▶ **PROBLEM DESCRIPTION**
Extract the lines from the first line of the records below through the line containing "error carrying the", inclusive, and reproduce them exactly as written.

(MATERIAL FOR THIS TASK begins)

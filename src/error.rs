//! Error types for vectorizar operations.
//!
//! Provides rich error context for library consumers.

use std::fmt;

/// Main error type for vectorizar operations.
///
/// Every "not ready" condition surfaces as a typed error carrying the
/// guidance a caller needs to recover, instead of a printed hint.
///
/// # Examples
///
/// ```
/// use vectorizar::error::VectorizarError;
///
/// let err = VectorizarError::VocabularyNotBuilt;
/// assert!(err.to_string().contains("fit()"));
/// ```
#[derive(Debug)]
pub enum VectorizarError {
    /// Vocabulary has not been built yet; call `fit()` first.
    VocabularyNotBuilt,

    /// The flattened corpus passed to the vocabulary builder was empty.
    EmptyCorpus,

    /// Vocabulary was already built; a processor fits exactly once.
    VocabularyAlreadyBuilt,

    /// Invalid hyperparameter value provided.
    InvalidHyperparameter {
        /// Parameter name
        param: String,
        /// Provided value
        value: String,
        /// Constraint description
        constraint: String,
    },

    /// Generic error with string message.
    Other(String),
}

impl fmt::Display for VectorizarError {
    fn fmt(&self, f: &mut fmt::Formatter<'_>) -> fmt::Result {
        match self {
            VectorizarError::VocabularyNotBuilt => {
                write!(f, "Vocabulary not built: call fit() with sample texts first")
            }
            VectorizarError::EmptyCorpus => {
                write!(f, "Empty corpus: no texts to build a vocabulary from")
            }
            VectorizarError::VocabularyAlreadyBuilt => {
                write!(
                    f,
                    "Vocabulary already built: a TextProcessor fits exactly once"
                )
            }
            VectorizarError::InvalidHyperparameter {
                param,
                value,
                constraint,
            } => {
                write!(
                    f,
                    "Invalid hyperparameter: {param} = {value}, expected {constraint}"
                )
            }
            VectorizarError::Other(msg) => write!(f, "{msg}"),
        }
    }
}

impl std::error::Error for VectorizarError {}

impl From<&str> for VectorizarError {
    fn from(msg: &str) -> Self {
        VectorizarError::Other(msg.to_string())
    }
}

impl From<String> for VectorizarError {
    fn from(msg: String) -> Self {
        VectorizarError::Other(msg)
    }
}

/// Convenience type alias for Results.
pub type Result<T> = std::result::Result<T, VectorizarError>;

(MATERIAL FOR THIS TASK ends)

▶ **PROBLEM SOLUTION**
filename src/error.rs
//! Error types for vectorizar operations.
//!
//! Provides rich error context for library consumers.

use std::fmt;

/// Main error type for vectorizar operations.
///
/// Every "not ready" condition surfaces as a typed error carrying the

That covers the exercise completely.